The PI3K-Akt pathway commences with tyrosine autophosphorylation of IGF-1R β subunit. This leads to recruitment of insulin receptor substrates-1/2 (IRS1/2) to the receptor phosphotyrosines for subsequent phosphorylation of IRS1/2 by the intrinsic tyrosine kinase activity of the IGF-1R. PI3K binds to IRS1/2 and catalyzes addition of a third phosphate moiety to phosphatidylinositol 4,5-biphosphate (PIP2) to produce a second messenger of lipid origin, phosphatidylinositol 3,4,5-triphosphate (PIP3). This latter event is required for activation of the serine/threonine kinase Akt, a critical node in this molecular cascade. When PIP3 is formed, Akt translocates to the plasma membrane, where it is phosphorylated by 3-phosphoinositide-dependent protein kinase-1. This phosphorylation event leads to incomplete Akt activation. An additional phosphorylation event mediated by mammalian target of rapamycin complex 2 (mTORC2) is necessary to fully activate Akt [7]. Recently, it has been shown that ubiquitination of Akt by the E3-ligase TRAF6 is also required to achieve full activation [8].

The Ras/Raf/ERK pathway mainly regulates cell growth, survival, and differentiation. The initial step in the cascade involves binding of growth factor receptor-bound protein-2 (Grb2) and son-of-sevenless to phosphotyrosines on the IRS proteins Grb2-associated-binding protein 1 (Gab1) and Src homology 2 domain-containing protein (Shc). This induces Ras and Raf activity, followed by activation of downstream kinases. Next, phosphorylation of mitogen-activated protein kinase (MAPK)/ERK kinase 1/2 (MEK1/2) leads to phosphorylation of its substrate, ERK 1/2, which then activates its own targets [9]. IGF-1 induces cell growth and proliferation through the Ras/Raf/ERK pathway in concert with the Akt/mTOR pathway which mediates protein synthesis [10].

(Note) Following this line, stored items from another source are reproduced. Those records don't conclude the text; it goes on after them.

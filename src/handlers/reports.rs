use actix_web::{web, HttpResponse};
use chrono::Local;
use serde::{Deserialize, Serialize};

use crate::errors::{render, AppError};
use crate::filters::{filter, filter_actions};
use crate::models::{ActionItem, AgendaItem, Meeting};
use crate::reports::{
    self, sort, BufferTarget, Delivery, ReportConfig, ReportKind, ReportMode, ReportRecord,
    SortSpec,
};
use crate::views::{read, AppState};

#[derive(Debug, Deserialize)]
pub struct CustomReportRequest {
    #[serde(flatten)]
    pub config: ReportConfig,
    #[serde(default)]
    pub delivery: Delivery,
}

#[derive(Debug, Deserialize)]
pub struct ReportQuery {
    #[serde(default)]
    pub preview: bool,
}

#[derive(Serialize)]
struct FieldOption {
    key: &'static str,
    label: &'static str,
    default: bool,
}

#[derive(Serialize)]
struct SortOption {
    key: &'static str,
    label: &'static str,
}

#[derive(Serialize)]
struct ReportOptions {
    kind: ReportKind,
    title: &'static str,
    fields: Vec<FieldOption>,
    sort_options: Vec<SortOption>,
    default_sort: SortSpec,
}

fn options_for<T: ReportRecord>() -> ReportOptions {
    let columns = T::columns();
    ReportOptions {
        kind: T::KIND,
        title: T::KIND.title(),
        fields: columns
            .iter()
            .map(|c| FieldOption { key: c.key, label: c.label, default: c.default })
            .collect(),
        sort_options: sort::options(&columns)
            .into_iter()
            .map(|(key, label)| SortOption { key, label })
            .collect(),
        default_sort: T::KIND.default_sort(),
    }
}

/// GET /reports/{kind}/options - Selectable fields and sort keys for the config dialog.
pub async fn options(path: web::Path<String>) -> Result<HttpResponse, AppError> {
    let kind = ReportKind::from_key(&path).ok_or(AppError::NotFound)?;
    let body = match kind {
        ReportKind::Meetings => options_for::<Meeting>(),
        ReportKind::AgendaItems => options_for::<AgendaItem>(),
        ReportKind::ActionItems => options_for::<ActionItem>(),
    };
    Ok(HttpResponse::Ok().json(body))
}

/// GET /reports/{kind}/quick - Everything the view currently shows, default columns.
pub async fn quick(
    state: web::Data<AppState>,
    path: web::Path<String>,
) -> Result<HttpResponse, AppError> {
    let kind = ReportKind::from_key(&path).ok_or(AppError::NotFound)?;
    produce(&state, kind, ReportMode::Quick, Delivery::Print)
}

/// POST /reports/{kind} - Custom report from a JSON `ReportConfig`.
pub async fn custom(
    state: web::Data<AppState>,
    path: web::Path<String>,
    query: web::Query<ReportQuery>,
    body: web::Json<CustomReportRequest>,
) -> Result<HttpResponse, AppError> {
    let kind = ReportKind::from_key(&path).ok_or(AppError::NotFound)?;
    let request = body.into_inner();
    let delivery = if query.preview { Delivery::Preview } else { request.delivery };
    produce(&state, kind, ReportMode::Custom(request.config), delivery)
}

/// Reports start from the records the view currently shows.
fn produce(
    state: &AppState,
    kind: ReportKind,
    mode: ReportMode,
    delivery: Delivery,
) -> Result<HttpResponse, AppError> {
    let spec = state.filters.snapshot();
    match kind {
        ReportKind::ActionItems => {
            let metric = *read(&state.metric);
            let records = read(&state.actions)
                .data()
                .map(|d| filter_actions(&d.items, &spec, metric))
                .unwrap_or_default();
            respond(&records, &mode, delivery)
        }
        ReportKind::AgendaItems => {
            let records = read(&state.agenda)
                .data()
                .map(|items| filter(items, &spec))
                .unwrap_or_default();
            respond(&records, &mode, delivery)
        }
        ReportKind::Meetings => {
            let records = read(&state.meetings)
                .data()
                .map(|d| filter(&d.meetings, &spec))
                .unwrap_or_default();
            respond(&records, &mode, delivery)
        }
    }
}

fn respond<T: ReportRecord>(
    records: &[T],
    mode: &ReportMode,
    delivery: Delivery,
) -> Result<HttpResponse, AppError> {
    if delivery == Delivery::Preview {
        let doc = reports::build(records, mode, delivery, Local::now().naive_local())?;
        return render(doc);
    }

    let mut target = BufferTarget::new();
    let out = reports::generate(records, mode, delivery, &mut target)?;
    if let Some(notice) = &out.notice {
        log::info!("{}: {}", notice.title, notice.description);
    }

    let mut resp = HttpResponse::Ok();
    resp.content_type("text/html; charset=utf-8")
        .insert_header(("X-Report-Records", out.record_count.to_string()));
    if delivery == Delivery::Download {
        resp.insert_header((
            "Content-Disposition",
            format!("attachment; filename=\"relatorio-{}.html\"", T::KIND.key()),
        ));
    }
    Ok(resp.body(target.html))
}
use std::sync::{Arc, RwLock};
use std::sync::atomic::{AtomicU64, Ordering};

use chrono::NaiveDate;

use super::FilterSpec;
use crate::models::Status;

type Listener = Arc<dyn Fn(&FilterSpec) + Send + Sync>;

/// Process-wide filter spec, handed to every view that derives from it.
///
/// Each write bumps the revision and then runs every subscribed listener with
/// the new spec. Starts empty; nothing is persisted.
#[derive(Default)]
pub struct FilterState {
    spec: RwLock<FilterSpec>,
    revision: AtomicU64,
    listeners: RwLock<Vec<Listener>>,
}

impl FilterState {
    pub fn new() -> Self {
        Self::default()
    }

    pub fn snapshot(&self) -> FilterSpec {
        self.spec.read().unwrap_or_else(|e| e.into_inner()).clone()
    }

    /// Number of writes since creation.
    pub fn revision(&self) -> u64 {
        self.revision.load(Ordering::SeqCst)
    }

    /// Register a listener run after every change.
    pub fn subscribe<F>(&self, listener: F)
    where
        F: Fn(&FilterSpec) + Send + Sync + 'static,
    {
        self.listeners
            .write()
            .unwrap_or_else(|e| e.into_inner())
            .push(Arc::new(listener));
    }

    /// Replace the whole spec.
    pub fn replace(&self, spec: FilterSpec) {
        self.update(|current| *current = spec);
    }

    /// Mutate the spec in place, then notify listeners.
    ///
    /// Listeners run with no lock held, so they may read, write or
    /// subscribe to this state.
    pub fn update<F>(&self, f: F)
    where
        F: FnOnce(&mut FilterSpec),
    {
        let snapshot = {
            let mut guard = self.spec.write().unwrap_or_else(|e| e.into_inner());
            f(&mut guard);
            guard.clone()
        };
        self.revision.fetch_add(1, Ordering::SeqCst);
        let listeners = self.listeners.read().unwrap_or_else(|e| e.into_inner()).clone();
        for listener in listeners {
            listener(&snapshot);
        }
    }

    pub fn clear(&self) {
        self.replace(FilterSpec::default());
    }

    pub fn toggle_territory(&self, territory: &str) {
        self.update(|spec| {
            if !spec.territories.remove(territory) {
                spec.territories.insert(territory.to_string());
            }
        });
    }

    pub fn toggle_status(&self, status: Status) {
        self.update(|spec| {
            if !spec.statuses.remove(&status) {
                spec.statuses.insert(status);
            }
        });
    }

    pub fn set_date_range(&self, from: Option<NaiveDate>, to: Option<NaiveDate>) {
        self.update(|spec| {
            spec.date_from = from;
            spec.date_to = to;
        });
    }

    pub fn set_search(&self, search: impl Into<String>) {
        let search = search.into();
        self.update(|spec| spec.search = search);
    }
}
use alloc::string::String;
use enough::StopReason;

use crate::input::Field;

/// Errors from farbfeld decoding and format dispatch.
#[derive(Debug, thiserror::Error)]
#[non_exhaustive]
pub enum FarbfeldError {
    /// The magic token was read in full but is not `farbfeld`.
    #[error("invalid format: {0}")]
    InvalidFormat(String),

    /// The input ended before `needed` bytes of `field` were available.
    ///
    /// `consumed` is how many bytes of that field were read before the end.
    #[error("unexpected end of input reading {field} ({consumed} of {needed} bytes)")]
    UnexpectedEof {
        field: Field,
        consumed: usize,
        needed: usize,
    },

    /// The underlying reader failed.
    #[cfg(feature = "std")]
    #[error("I/O error reading {field}")]
    Io {
        field: Field,
        #[source]
        source: std::io::Error,
    },

    #[error("dimensions too large: {width}x{height}")]
    DimensionsTooLarge { width: u32, height: u32 },

    #[error("limit exceeded: {0}")]
    LimitExceeded(String),

    /// No registered format signature matches the leading bytes.
    #[error("unrecognized format magic bytes")]
    UnrecognizedFormat,

    #[error("operation cancelled")]
    Cancelled(StopReason),
}

impl FarbfeldError {
    /// Whether the input had no bytes at all, as opposed to being truncated.
    pub fn is_empty_input(&self) -> bool {
        matches!(
            self,
            FarbfeldError::UnexpectedEof {
                field: Field::Magic,
                consumed: 0,
                ..
            }
        )
    }

    /// Whether the input ended early, at any field.
    pub fn is_unexpected_eof(&self) -> bool {
        matches!(self, FarbfeldError::UnexpectedEof { .. })
    }
}

impl From<StopReason> for FarbfeldError {
    fn from(r: StopReason) -> Self {
        FarbfeldError::Cancelled(r)
    }
}
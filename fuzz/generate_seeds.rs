#!/usr/bin/env -S cargo +nightly -Zscript
//! Generate seed corpus files for fuzzing.
//! Run: cargo +nightly -Zscript fuzz/generate_seeds.rs

fn farbfeld(width: u32, height: u32, records: &[[u16; 4]]) -> Vec<u8> {
    let mut out = b"farbfeld".to_vec();
    out.extend_from_slice(&width.to_be_bytes());
    out.extend_from_slice(&height.to_be_bytes());
    for rec in records {
        for c in rec {
            out.extend_from_slice(&c.to_be_bytes());
        }
    }
    out
}

fn main() {
    use std::fs;
    let dir = "fuzz/corpus/fuzz_decode";
    fs::create_dir_all(dir).unwrap();

    fs::write(format!("{dir}/ff_1x1.ff"), farbfeld(1, 1, &[[1, 2, 3, 4]])).unwrap();
    fs::write(format!("{dir}/ff_0x0.ff"), farbfeld(0, 0, &[])).unwrap();

    let rgbw = [
        [0xffff, 0, 0, 0xffff],
        [0, 0xffff, 0, 0xffff],
        [0, 0, 0xffff, 0xffff],
        [0xffff, 0xffff, 0xffff, 0x8000],
    ];
    fs::write(format!("{dir}/ff_2x2.ff"), farbfeld(2, 2, &rgbw)).unwrap();
    fs::write(format!("{dir}/ff_4x1.ff"), farbfeld(4, 1, &rgbw)).unwrap();
    fs::write(format!("{dir}/ff_1x4.ff"), farbfeld(1, 4, &rgbw)).unwrap();

    // Truncated/malformed seeds for edge coverage
    fs::write(format!("{dir}/empty.bin"), b"").unwrap();
    fs::write(format!("{dir}/just_magic.bin"), b"farbfeld").unwrap();
    fs::write(format!("{dir}/bad_magic.bin"), b"farbfelD\0\0\0\x01\0\0\0\x01").unwrap();
    fs::write(format!("{dir}/header_only.bin"), farbfeld(3, 3, &[])).unwrap();
    fs::write(format!("{dir}/huge_dims.bin"), farbfeld(u32::MAX, u32::MAX, &[])).unwrap();

    println!("Generated seed corpus in {dir}/");
}
//! Farbfeld image format decoder (internal).
//!
//! Farbfeld is a simple lossless format: 8-byte magic ("farbfeld"),
//! width/height as u32 big-endian, then RGBA u16 big-endian pixels with
//! no padding, row-major.

pub(crate) mod decode;

use enough::Stop;

use crate::decode::Traversal;
use crate::error::FarbfeldError;
use crate::image::Rgba64Image;
use crate::info::ImageInfo;
use crate::input::Input;
use crate::limits::Limits;
use crate::pixel::ColorModel;

/// Leading bytes of every farbfeld stream.
pub const MAGIC: &[u8; 8] = b"farbfeld";

/// Name the format is registered under.
pub const FORMAT_NAME: &str = "farbfeld";

/// Header plus dimensions; everything `decode_config` consumes.
pub const HEADER_LEN: usize = 16;

/// Read header and dimensions only.
pub(crate) fn decode_config(input: &mut impl Input) -> Result<ImageInfo, FarbfeldError> {
    decode::check_header(input)?;
    let (width, height) = decode::read_dimensions(input)?;
    Ok(ImageInfo {
        width,
        height,
        color_model: ColorModel::Rgba64,
    })
}

/// Decode a full image. Nothing is returned unless every pixel record was read.
pub(crate) fn decode(
    input: &mut impl Input,
    limits: Option<&Limits>,
    traversal: Traversal,
    stop: &dyn Stop,
) -> Result<Rgba64Image, FarbfeldError> {
    let info = decode_config(input)?;
    let unlimited = Limits::default();
    let pixel_count = limits.unwrap_or(&unlimited).check(
        info.width,
        info.height,
        info.color_model.bytes_per_pixel(),
    )?;
    stop.check()?;
    decode::decode_pixels(
        input,
        info.width,
        info.height,
        pixel_count,
        traversal,
        stop,
    )
}

/// Register farbfeld with `registry` under [`FORMAT_NAME`] and [`MAGIC`].
#[cfg(feature = "std")]
pub fn register(registry: &mut crate::registry::FormatRegistry) {
    registry.register(crate::registry::FormatSpec {
        name: FORMAT_NAME,
        signature: MAGIC,
        decode: decode_dyn,
        decode_config: decode_config_dyn,
    });
}

#[cfg(feature = "std")]
fn decode_dyn(reader: &mut dyn std::io::Read) -> Result<Rgba64Image, FarbfeldError> {
    crate::decode_reader(reader)
}

#[cfg(feature = "std")]
fn decode_config_dyn(reader: &mut dyn std::io::Read) -> Result<ImageInfo, FarbfeldError> {
    crate::decode_config_reader(reader)
}
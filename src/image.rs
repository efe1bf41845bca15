use alloc::vec;
use alloc::vec::Vec;

use crate::pixel::Rgba64;

/// Owned `width × height` grid of [`Rgba64`] pixels, stored row-major.
#[derive(Clone, Debug, PartialEq, Eq)]
pub struct Rgba64Image {
    pixels: Vec<Rgba64>,
    width: u32,
    height: u32,
}

impl Rgba64Image {
    /// Zero-filled image. `None` if `width * height` overflows `usize`.
    pub fn new(width: u32, height: u32) -> Option<Self> {
        let pixel_count = (width as usize).checked_mul(height as usize)?;
        Some(Self::zeroed(width, height, pixel_count))
    }

    /// Zero-filled image. Callers check that `width * height` fits in `usize`.
    pub(crate) fn zeroed(width: u32, height: u32, pixel_count: usize) -> Self {
        Self {
            pixels: vec![Rgba64::default(); pixel_count],
            width,
            height,
        }
    }

    /// Image built from row-major pixels. Returns `None` if the count doesn't match.
    pub fn from_pixels(width: u32, height: u32, pixels: Vec<Rgba64>) -> Option<Self> {
        let expected = (width as usize).checked_mul(height as usize)?;
        (pixels.len() == expected).then_some(Self {
            pixels,
            width,
            height,
        })
    }

    pub fn width(&self) -> u32 {
        self.width
    }

    pub fn height(&self) -> u32 {
        self.height
    }

    pub fn dimensions(&self) -> (u32, u32) {
        (self.width, self.height)
    }

    /// Whether the image has no pixels (either dimension is zero).
    pub fn is_empty(&self) -> bool {
        self.pixels.is_empty()
    }

    fn index(&self, x: u32, y: u32) -> Option<usize> {
        (x < self.width && y < self.height).then(|| y as usize * self.width as usize + x as usize)
    }

    pub fn get_pixel(&self, x: u32, y: u32) -> Option<Rgba64> {
        self.index(x, y).map(|i| self.pixels[i])
    }

    /// Write one pixel. Out-of-range coordinates are ignored and return `false`.
    pub fn set_pixel(&mut self, x: u32, y: u32, pixel: Rgba64) -> bool {
        match self.index(x, y) {
            Some(i) => {
                self.pixels[i] = pixel;
                true
            }
            None => false,
        }
    }

    /// All pixels, row-major.
    pub fn pixels(&self) -> &[Rgba64] {
        &self.pixels
    }

    /// Iterate rows top to bottom. Yields nothing for a zero-width image.
    pub fn rows(&self) -> impl Iterator<Item = &[Rgba64]> {
        self.pixels.chunks_exact(self.width.max(1) as usize)
    }

    pub fn into_pixels(self) -> Vec<Rgba64> {
        self.pixels
    }

    /// Pixel data as RGBA16 samples in native byte order.
    pub fn to_ne_bytes(&self) -> Vec<u8> {
        let mut out = Vec::with_capacity(self.pixels.len() * 8);
        for p in &self.pixels {
            for c in p.channels() {
                out.extend_from_slice(&c.to_ne_bytes());
            }
        }
        out
    }

    /// Copy into typed `rgb` pixels, row-major.
    #[cfg(feature = "rgb")]
    pub fn to_rgba16(&self) -> Vec<rgb::RGBA16> {
        self.pixels.iter().map(|&p| p.into()).collect()
    }

    /// Copy into an [`imgref::ImgVec`] of typed pixels.
    #[cfg(feature = "imgref")]
    pub fn to_imgvec(&self) -> imgref::ImgVec<rgb::RGBA16> {
        imgref::ImgVec::new(
            self.to_rgba16(),
            self.width as usize,
            self.height as usize,
        )
    }
}

#[cfg(test)]
mod tests {
    use super::*;

    #[test]
    fn set_pixel_ignores_out_of_range() {
        let mut img = Rgba64Image::zeroed(3, 2, 6);
        let p = Rgba64::new(1, 2, 3, 4);
        assert!(img.set_pixel(2, 1, p));
        assert!(!img.set_pixel(3, 0, p));
        assert!(!img.set_pixel(0, 2, p));
        assert_eq!(img.get_pixel(2, 1), Some(p));
        assert_eq!(img.get_pixel(3, 0), None);
        assert_eq!(img.pixels()[5], p);
    }

    #[test]
    fn rows_of_zero_width_image() {
        let img = Rgba64Image::zeroed(0, 5, 0);
        assert!(img.is_empty());
        assert_eq!(img.rows().count(), 0);
    }

    #[test]
    fn new_is_zero_filled() {
        let img = Rgba64Image::new(4, 3).unwrap();
        assert_eq!(img.dimensions(), (4, 3));
        assert_eq!(img.pixels().len(), 12);
        assert!(img.pixels().iter().all(|&p| p == Rgba64::default()));
        assert!(Rgba64Image::new(0, 7).unwrap().is_empty());
    }

    #[test]
    #[cfg(target_pointer_width = "32")]
    fn new_rejects_overflowing_size() {
        assert!(Rgba64Image::new(u32::MAX, 2).is_none());
    }

    #[test]
    fn from_pixels_checks_count() {
        assert!(Rgba64Image::from_pixels(2, 2, vec![Rgba64::default(); 3]).is_none());
        let img = Rgba64Image::from_pixels(2, 1, vec![Rgba64::new(0, 0, 0, 65535); 2]).unwrap();
        assert_eq!(img.rows().next().map(|r| r.len()), Some(2));
    }
}
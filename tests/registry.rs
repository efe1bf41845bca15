use std::io::{Cursor, Read};

use zenfarbfeld::*;

fn tiny_ff() -> Vec<u8> {
    let mut data = b"farbfeld".to_vec();
    data.extend_from_slice(&2u32.to_be_bytes());
    data.extend_from_slice(&1u32.to_be_bytes());
    data.extend_from_slice(&[0, 1, 0, 2, 0, 3, 0, 4]);
    data.extend_from_slice(&[0xFF, 0xFF, 0, 0, 0, 0, 0xFF, 0xFF]);
    data
}

fn farbfeld_registry() -> FormatRegistry {
    let mut registry = FormatRegistry::new();
    register(&mut registry);
    registry
}

#[test]
fn register_exposes_signature() {
    let registry = farbfeld_registry();
    assert_eq!(registry.formats().len(), 1);
    let spec = &registry.formats()[0];
    assert_eq!(spec.name, FORMAT_NAME);
    assert_eq!(spec.signature, b"farbfeld");

    // Registering twice keeps a single entry.
    let mut registry = registry;
    register(&mut registry);
    assert_eq!(registry.formats().len(), 1);
}

#[test]
fn sniff_by_leading_bytes() {
    let registry = farbfeld_registry();
    assert_eq!(
        registry.sniff(&tiny_ff()).map(|f| f.name),
        Some("farbfeld")
    );
    assert!(registry.sniff(b"\x89PNG\r\n\x1a\n").is_none());
    assert!(registry.sniff(b"farb").is_none());
}

#[test]
fn dispatch_decode_sees_whole_stream() {
    let registry = farbfeld_registry();
    let (spec, image) = registry.decode(Cursor::new(tiny_ff())).unwrap();
    assert_eq!(spec.name, "farbfeld");
    assert_eq!(image.dimensions(), (2, 1));
    assert_eq!(image.get_pixel(0, 0), Some(Rgba64::new(1, 2, 3, 4)));
    assert_eq!(image.get_pixel(1, 0), Some(Rgba64::new(0xFFFF, 0, 0, 0xFFFF)));
}

#[test]
fn dispatch_decode_config_stops_after_header() {
    let registry = farbfeld_registry();
    let data = tiny_ff();
    let mut cursor = Cursor::new(&data);
    let (_, info) = registry.decode_config(&mut cursor).unwrap();
    assert_eq!((info.width, info.height), (2, 1));
    assert_eq!(cursor.position(), HEADER_LEN as u64);

    let mut rest = Vec::new();
    cursor.read_to_end(&mut rest).unwrap();
    assert_eq!(rest, &data[HEADER_LEN..]);
}

#[test]
fn dispatch_unknown_format() {
    let registry = farbfeld_registry();
    assert!(matches!(
        registry.decode(&b"GIF89a and then some"[..]),
        Err(FarbfeldError::UnrecognizedFormat)
    ));
    // Too short to hold the signature.
    assert!(matches!(
        registry.decode_config(&b"farb"[..]),
        Err(FarbfeldError::UnrecognizedFormat)
    ));
}

#[test]
fn dispatch_truncated_pixels_fail() {
    let registry = farbfeld_registry();
    let data = tiny_ff();
    let err = registry.decode(&data[..data.len() - 1]).unwrap_err();
    assert!(matches!(
        err,
        FarbfeldError::UnexpectedEof {
            field: Field::Pixel(1),
            consumed: 7,
            needed: 8
        }
    ));
}

fn always_gray(_: &mut dyn Read) -> Result<Rgba64Image, FarbfeldError> {
    Ok(Rgba64Image::from_pixels(1, 1, vec![Rgba64::new(0x8000, 0x8000, 0x8000, 0xFFFF)]).unwrap())
}

fn always_gray_config(_: &mut dyn Read) -> Result<ImageInfo, FarbfeldError> {
    Ok(ImageInfo {
        width: 1,
        height: 1,
        color_model: ColorModel::Rgba64,
    })
}

#[test]
fn host_formats_coexist() {
    let mut registry = FormatRegistry::new();
    registry.register(FormatSpec {
        name: "gray",
        signature: b"GRAY",
        decode: always_gray,
        decode_config: always_gray_config,
    });
    register(&mut registry);

    let (spec, image) = registry.decode(&b"GRAYxxxxxxxxxxxxxxxxx"[..]).unwrap();
    assert_eq!(spec.name, "gray");
    assert_eq!(image.pixels()[0].r, 0x8000);

    let (spec, _) = registry.decode(&tiny_ff()[..]).unwrap();
    assert_eq!(spec.name, "farbfeld");
}
use crate::pixel::ColorModel;

/// Header metadata, read without touching pixel data.
#[derive(Clone, Copy, Debug, PartialEq, Eq)]
pub struct ImageInfo {
    pub width: u32,
    pub height: u32,
    pub color_model: ColorModel,
}

impl ImageInfo {
    /// Probe a farbfeld header from the first 16 bytes of `data`.
    pub fn from_bytes(data: &[u8]) -> Result<Self, crate::FarbfeldError> {
        crate::decode_config(data)
    }

    /// Size of the decoded pixel buffer in bytes, if it fits in `u64`.
    pub fn output_bytes(&self) -> Option<u64> {
        u64::from(self.width)
            .checked_mul(u64::from(self.height))?
            .checked_mul(self.color_model.bytes_per_pixel() as u64)
    }
}
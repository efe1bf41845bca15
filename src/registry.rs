//! Explicit format registry: sniff leading bytes, dispatch to a decoder.
//!
//! Nothing is registered implicitly. The host builds a [`FormatRegistry`]
//! during its own startup and calls [`crate::register`] (or registers its
//! own [`FormatSpec`]s) before decoding.

use alloc::vec;
use alloc::vec::Vec;
use core::fmt;
use std::io::Read;

use crate::error::FarbfeldError;
use crate::image::Rgba64Image;
use crate::info::ImageInfo;
use crate::input::{Field, Fill, Input, IoInput};

/// Full decode entry point of a registered format.
pub type DecodeFn = fn(&mut dyn Read) -> Result<Rgba64Image, FarbfeldError>;

/// Metadata-only entry point of a registered format.
pub type DecodeConfigFn = fn(&mut dyn Read) -> Result<ImageInfo, FarbfeldError>;

/// A decoder and the leading bytes that identify its format.
#[derive(Clone, Copy)]
pub struct FormatSpec {
    pub name: &'static str,
    pub signature: &'static [u8],
    pub decode: DecodeFn,
    pub decode_config: DecodeConfigFn,
}

impl FormatSpec {
    fn matches(&self, prefix: &[u8]) -> bool {
        prefix.starts_with(self.signature)
    }
}

impl fmt::Debug for FormatSpec {
    fn fmt(&self, f: &mut fmt::Formatter<'_>) -> fmt::Result {
        f.debug_struct("FormatSpec")
            .field("name", &self.name)
            .field("signature", &self.signature)
            .finish_non_exhaustive()
    }
}

#[derive(Clone, Debug, Default)]
pub struct FormatRegistry {
    formats: Vec<FormatSpec>,
}

impl FormatRegistry {
    /// An empty registry.
    pub fn new() -> Self {
        Self::default()
    }

    /// Add a format. A format already registered under the same name is replaced.
    pub fn register(&mut self, spec: FormatSpec) {
        match self.formats.iter_mut().find(|f| f.name == spec.name) {
            Some(existing) => *existing = spec,
            None => self.formats.push(spec),
        }
    }

    /// Registered formats, in registration order.
    pub fn formats(&self) -> &[FormatSpec] {
        &self.formats
    }

    /// First registered format whose signature starts `prefix`.
    pub fn sniff(&self, prefix: &[u8]) -> Option<&FormatSpec> {
        self.formats.iter().find(|f| f.matches(prefix))
    }

    /// Sniff the stream's leading bytes, then decode it with the matching format.
    pub fn decode<R: Read>(
        &self,
        mut reader: R,
    ) -> Result<(&FormatSpec, Rgba64Image), FarbfeldError> {
        let (spec, prefix) = self.select(&mut reader)?;
        let mut rest = prefix.as_slice().chain(reader);
        Ok((spec, (spec.decode)(&mut rest)?))
    }

    /// Sniff the stream's leading bytes, then read only its header.
    pub fn decode_config<R: Read>(
        &self,
        mut reader: R,
    ) -> Result<(&FormatSpec, ImageInfo), FarbfeldError> {
        let (spec, prefix) = self.select(&mut reader)?;
        let mut rest = prefix.as_slice().chain(reader);
        Ok((spec, (spec.decode_config)(&mut rest)?))
    }

    /// Read up to the longest signature and pick a format. Returns the bytes
    /// consumed so the chosen decoder can see the stream from the start.
    /// Reader faults here are reported against [`Field::Signature`].
    fn select<R: Read>(
        &self,
        reader: &mut R,
    ) -> Result<(&FormatSpec, Vec<u8>), FarbfeldError> {
        let longest = self
            .formats
            .iter()
            .map(|f| f.signature.len())
            .max()
            .unwrap_or(0);
        let mut prefix = vec![0u8; longest];
        let mut input = IoInput(&mut *reader);
        if let Fill::Ended { consumed } = input.fill(&mut prefix, Field::Signature)? {
            prefix.truncate(consumed);
        }
        let spec = self.sniff(&prefix).ok_or(FarbfeldError::UnrecognizedFormat)?;
        Ok((spec, prefix))
    }
}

Beyond this classical pathway, our laboratory has studied a third signaling pathway, which involves the increases in cytosolic Ca2+ levels through the activation of phospholipase C (PLC)/inositol 1,4,5-trisphosphate (InsP3) pathway [11]. In addition, we have observed that IGF-1 induces a rapid increase in nuclear Ca2+ that is independent of cytosolic Ca2+ and regulates gene transcription by promoting migration of a plasma membrane receptor in close proximity to the nucleus [12].

IGF-1 and Cardioprotection

The myocardium comprises long-lived, post-mitotic cardiomyocytes [13]. Therefore, despite the ongoing controversy regarding the regenerative capacity of adult heart, elucidation of cellular mechanism underlying cardiomyocyte viability is of fundamental importance to cardiovascular medicine.

Apoptosis, programmed cell death type I, is a key physiological process in embryonic development, cell turnover, and removal of inflammatory cells. Conversely, defects in the apoptotic program contribute to several diseases, including cancer, ischemic damage, neurodegenerative diseases, and autoimmune disorders. A variety of stimuli that are known to participate in the pathogenesis of heart failure induce cardiomyocyte apoptosis, including hypoxia, ischemia and reperfusion, oxidative stress, and hyperosmotic stress [14-16].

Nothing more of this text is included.